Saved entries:
------------

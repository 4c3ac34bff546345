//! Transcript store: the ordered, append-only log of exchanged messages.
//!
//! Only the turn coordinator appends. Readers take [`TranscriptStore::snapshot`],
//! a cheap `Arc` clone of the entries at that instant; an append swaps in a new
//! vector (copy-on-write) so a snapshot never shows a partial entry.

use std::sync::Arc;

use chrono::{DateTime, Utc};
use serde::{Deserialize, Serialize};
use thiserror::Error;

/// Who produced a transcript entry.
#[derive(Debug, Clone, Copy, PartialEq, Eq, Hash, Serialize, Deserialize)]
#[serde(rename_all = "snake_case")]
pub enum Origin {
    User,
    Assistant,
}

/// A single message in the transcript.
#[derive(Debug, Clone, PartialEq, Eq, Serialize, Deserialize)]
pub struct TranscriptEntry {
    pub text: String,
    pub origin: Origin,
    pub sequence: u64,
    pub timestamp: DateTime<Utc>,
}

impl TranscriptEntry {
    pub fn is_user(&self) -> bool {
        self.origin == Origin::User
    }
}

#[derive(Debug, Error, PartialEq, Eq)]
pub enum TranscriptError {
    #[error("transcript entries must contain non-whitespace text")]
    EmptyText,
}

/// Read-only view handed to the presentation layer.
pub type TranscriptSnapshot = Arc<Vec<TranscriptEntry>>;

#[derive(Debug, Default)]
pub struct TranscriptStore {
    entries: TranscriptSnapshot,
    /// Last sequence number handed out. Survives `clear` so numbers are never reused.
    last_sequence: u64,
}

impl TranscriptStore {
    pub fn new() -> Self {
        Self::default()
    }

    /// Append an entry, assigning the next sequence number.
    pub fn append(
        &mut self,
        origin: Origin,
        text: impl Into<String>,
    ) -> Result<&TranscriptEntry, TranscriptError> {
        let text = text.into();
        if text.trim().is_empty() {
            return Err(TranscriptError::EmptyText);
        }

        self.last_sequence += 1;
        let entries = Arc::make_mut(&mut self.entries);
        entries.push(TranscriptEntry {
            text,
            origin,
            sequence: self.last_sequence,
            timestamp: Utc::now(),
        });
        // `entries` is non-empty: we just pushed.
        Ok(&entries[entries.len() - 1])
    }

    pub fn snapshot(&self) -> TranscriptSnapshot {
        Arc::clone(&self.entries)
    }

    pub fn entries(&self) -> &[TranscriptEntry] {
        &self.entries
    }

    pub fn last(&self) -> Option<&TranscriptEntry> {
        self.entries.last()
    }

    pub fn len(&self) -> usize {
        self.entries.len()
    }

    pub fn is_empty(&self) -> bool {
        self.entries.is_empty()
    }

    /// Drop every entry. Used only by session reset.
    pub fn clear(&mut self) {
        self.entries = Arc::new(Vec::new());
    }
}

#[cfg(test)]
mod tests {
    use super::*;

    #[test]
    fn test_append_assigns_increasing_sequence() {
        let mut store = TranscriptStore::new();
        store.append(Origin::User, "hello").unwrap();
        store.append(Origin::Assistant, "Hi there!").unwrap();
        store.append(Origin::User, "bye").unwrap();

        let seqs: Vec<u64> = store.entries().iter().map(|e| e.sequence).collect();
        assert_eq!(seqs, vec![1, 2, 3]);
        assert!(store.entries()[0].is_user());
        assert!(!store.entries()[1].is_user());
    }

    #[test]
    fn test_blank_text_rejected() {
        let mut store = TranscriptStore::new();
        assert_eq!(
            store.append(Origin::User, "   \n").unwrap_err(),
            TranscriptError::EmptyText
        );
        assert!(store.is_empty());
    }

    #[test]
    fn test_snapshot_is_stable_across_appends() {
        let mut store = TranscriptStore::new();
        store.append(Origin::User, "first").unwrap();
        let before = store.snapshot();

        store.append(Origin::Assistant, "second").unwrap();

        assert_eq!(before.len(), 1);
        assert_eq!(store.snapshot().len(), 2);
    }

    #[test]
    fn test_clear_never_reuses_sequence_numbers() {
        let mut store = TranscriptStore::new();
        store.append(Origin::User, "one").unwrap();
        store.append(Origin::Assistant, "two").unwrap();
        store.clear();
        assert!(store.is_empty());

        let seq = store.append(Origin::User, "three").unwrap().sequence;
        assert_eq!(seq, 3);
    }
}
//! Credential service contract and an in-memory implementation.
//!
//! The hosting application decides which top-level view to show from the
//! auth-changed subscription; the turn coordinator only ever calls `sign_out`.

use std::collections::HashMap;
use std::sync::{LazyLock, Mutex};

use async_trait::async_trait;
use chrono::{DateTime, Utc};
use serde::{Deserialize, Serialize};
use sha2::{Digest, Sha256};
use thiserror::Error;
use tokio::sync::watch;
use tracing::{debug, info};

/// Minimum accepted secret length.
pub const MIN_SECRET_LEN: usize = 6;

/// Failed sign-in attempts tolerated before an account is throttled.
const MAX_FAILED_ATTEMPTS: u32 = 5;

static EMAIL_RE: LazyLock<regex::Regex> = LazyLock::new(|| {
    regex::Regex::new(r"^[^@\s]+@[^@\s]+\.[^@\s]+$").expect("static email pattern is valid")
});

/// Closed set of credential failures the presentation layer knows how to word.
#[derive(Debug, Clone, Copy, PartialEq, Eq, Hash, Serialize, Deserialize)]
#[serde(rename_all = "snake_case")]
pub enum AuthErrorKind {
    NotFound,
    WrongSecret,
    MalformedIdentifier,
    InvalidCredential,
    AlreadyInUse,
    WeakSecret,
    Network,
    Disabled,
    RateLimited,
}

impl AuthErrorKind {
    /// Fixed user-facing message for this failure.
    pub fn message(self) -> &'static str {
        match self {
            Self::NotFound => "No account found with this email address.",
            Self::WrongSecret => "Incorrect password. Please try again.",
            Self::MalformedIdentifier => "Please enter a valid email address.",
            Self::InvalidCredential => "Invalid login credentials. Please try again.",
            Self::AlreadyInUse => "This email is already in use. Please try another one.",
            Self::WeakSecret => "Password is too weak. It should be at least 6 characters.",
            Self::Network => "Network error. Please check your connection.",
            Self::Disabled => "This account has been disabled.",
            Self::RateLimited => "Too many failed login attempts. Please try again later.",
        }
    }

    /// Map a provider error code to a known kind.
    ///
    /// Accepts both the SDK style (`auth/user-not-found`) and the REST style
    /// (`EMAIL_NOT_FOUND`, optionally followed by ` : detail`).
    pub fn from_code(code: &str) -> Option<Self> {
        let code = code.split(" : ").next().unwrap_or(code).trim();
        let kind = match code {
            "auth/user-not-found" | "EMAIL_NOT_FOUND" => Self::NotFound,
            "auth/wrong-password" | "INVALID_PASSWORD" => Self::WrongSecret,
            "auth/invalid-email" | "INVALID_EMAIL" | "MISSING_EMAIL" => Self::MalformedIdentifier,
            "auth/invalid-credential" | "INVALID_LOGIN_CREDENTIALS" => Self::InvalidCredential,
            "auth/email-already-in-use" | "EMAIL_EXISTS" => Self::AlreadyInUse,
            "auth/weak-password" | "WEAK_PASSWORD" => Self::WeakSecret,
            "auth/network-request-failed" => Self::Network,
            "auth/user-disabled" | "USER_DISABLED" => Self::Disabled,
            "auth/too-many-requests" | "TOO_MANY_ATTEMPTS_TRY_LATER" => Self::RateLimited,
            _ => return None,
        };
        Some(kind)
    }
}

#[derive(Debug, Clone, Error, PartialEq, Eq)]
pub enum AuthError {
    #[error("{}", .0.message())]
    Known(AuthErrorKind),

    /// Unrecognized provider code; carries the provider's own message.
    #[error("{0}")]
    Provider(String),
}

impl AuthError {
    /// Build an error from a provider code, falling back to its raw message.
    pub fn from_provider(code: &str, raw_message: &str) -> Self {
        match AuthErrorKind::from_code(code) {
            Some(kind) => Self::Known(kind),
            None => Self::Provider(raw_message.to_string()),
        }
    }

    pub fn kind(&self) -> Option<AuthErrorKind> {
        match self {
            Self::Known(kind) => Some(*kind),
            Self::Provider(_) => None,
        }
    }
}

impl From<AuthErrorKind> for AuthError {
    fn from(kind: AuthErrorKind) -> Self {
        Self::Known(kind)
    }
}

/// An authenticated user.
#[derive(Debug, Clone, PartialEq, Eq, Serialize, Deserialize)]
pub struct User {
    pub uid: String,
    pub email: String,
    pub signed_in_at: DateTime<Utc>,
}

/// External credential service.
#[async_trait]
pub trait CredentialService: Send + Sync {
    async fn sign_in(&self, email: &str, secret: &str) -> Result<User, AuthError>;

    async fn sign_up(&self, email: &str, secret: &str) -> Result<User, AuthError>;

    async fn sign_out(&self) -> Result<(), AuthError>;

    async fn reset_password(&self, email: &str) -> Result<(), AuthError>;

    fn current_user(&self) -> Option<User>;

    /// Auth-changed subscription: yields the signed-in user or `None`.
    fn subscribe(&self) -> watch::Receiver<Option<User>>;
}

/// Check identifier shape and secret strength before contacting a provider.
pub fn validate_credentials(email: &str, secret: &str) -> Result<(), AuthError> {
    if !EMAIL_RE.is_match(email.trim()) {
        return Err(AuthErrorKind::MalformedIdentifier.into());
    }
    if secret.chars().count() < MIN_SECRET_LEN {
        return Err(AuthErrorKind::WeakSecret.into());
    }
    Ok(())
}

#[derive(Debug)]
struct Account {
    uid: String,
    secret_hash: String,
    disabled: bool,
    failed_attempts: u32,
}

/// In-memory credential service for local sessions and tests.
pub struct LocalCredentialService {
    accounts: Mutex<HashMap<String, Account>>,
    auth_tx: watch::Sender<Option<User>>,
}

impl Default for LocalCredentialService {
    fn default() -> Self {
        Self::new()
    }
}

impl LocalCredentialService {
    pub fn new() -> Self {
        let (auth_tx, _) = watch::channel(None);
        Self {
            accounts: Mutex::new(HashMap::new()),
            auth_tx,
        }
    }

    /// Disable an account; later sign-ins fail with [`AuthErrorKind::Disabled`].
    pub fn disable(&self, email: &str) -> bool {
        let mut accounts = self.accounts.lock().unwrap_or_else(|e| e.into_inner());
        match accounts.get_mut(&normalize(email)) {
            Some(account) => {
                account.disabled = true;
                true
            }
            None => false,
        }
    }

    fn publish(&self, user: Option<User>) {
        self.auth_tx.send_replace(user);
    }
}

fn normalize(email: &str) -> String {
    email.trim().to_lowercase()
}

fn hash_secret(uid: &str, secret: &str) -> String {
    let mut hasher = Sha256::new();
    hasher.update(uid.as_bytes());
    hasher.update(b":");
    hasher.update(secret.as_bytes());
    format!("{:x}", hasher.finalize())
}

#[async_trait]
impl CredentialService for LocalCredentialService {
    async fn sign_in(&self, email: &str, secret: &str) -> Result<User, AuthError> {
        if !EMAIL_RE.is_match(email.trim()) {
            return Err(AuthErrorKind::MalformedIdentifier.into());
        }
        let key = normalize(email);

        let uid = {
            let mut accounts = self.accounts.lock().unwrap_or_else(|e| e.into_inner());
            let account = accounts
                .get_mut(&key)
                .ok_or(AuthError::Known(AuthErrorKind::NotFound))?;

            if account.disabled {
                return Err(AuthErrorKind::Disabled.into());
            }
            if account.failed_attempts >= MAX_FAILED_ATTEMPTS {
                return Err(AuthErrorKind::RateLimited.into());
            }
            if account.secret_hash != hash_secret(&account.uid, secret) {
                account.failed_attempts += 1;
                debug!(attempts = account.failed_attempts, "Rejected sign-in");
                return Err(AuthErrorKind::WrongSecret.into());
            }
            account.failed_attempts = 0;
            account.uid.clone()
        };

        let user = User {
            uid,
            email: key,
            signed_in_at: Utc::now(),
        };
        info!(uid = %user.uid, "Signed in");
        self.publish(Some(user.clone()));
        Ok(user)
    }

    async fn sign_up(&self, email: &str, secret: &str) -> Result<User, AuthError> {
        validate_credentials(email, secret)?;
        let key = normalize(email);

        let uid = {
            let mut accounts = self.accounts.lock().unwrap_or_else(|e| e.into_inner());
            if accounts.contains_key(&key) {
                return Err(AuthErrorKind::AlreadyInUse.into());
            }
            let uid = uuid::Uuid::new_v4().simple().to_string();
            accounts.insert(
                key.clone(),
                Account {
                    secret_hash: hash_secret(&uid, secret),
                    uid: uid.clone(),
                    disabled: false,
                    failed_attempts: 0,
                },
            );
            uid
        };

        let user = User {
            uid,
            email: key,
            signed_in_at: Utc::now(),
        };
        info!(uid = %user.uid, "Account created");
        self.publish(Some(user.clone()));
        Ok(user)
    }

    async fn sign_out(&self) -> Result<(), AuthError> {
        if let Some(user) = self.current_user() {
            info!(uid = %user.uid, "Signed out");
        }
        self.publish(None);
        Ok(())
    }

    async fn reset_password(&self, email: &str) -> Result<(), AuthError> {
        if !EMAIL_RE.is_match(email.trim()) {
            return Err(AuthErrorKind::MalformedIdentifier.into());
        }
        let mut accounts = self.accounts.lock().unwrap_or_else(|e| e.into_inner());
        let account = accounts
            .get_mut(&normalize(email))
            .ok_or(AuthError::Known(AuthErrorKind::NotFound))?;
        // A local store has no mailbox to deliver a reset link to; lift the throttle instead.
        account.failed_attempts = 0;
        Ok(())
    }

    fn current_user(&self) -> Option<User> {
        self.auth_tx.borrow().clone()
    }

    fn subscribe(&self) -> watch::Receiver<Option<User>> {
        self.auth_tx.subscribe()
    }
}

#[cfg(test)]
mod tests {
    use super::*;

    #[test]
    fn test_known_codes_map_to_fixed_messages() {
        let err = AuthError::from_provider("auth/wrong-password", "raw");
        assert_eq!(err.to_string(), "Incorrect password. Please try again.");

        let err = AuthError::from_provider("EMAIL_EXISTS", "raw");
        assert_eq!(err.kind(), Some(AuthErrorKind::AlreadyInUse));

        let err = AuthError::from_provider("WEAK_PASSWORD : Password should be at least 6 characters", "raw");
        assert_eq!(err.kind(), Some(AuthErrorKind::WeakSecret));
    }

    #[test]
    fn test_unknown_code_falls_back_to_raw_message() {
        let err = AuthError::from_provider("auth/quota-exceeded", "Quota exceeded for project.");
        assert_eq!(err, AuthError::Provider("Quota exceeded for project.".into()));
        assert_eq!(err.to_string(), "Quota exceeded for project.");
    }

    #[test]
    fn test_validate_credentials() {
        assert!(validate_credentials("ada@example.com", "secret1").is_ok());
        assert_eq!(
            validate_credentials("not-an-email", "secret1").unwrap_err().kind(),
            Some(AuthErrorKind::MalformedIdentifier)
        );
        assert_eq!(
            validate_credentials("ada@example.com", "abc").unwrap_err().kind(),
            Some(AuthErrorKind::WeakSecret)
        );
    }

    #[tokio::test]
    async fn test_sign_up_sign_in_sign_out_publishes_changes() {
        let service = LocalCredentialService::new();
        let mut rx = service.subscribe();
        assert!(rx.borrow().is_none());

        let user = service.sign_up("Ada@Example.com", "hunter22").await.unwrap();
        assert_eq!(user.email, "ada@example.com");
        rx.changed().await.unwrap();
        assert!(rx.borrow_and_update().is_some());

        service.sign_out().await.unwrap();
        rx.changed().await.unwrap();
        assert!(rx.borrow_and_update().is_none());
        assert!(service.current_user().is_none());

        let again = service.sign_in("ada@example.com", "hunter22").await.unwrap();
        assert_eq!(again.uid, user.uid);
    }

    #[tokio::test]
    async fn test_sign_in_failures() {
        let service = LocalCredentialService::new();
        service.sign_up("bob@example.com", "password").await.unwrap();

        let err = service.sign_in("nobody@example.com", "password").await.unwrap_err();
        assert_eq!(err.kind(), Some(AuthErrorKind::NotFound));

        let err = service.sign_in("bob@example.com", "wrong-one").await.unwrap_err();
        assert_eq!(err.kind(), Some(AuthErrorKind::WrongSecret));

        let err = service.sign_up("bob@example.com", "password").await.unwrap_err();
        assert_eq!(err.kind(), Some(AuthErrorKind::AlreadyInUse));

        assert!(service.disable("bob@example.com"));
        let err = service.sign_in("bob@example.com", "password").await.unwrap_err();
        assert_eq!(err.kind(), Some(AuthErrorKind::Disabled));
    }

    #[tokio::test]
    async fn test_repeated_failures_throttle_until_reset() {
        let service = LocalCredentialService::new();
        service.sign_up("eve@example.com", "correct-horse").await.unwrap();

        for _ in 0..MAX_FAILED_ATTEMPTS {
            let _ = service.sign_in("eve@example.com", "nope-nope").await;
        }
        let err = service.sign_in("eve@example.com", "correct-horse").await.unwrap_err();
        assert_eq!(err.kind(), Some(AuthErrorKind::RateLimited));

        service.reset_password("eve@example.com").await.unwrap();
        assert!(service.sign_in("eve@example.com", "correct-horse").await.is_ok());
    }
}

------------

Task requirements: Find the count of lines in the data above where the word "static" occurs, and write down only that count.

Expected answer: 3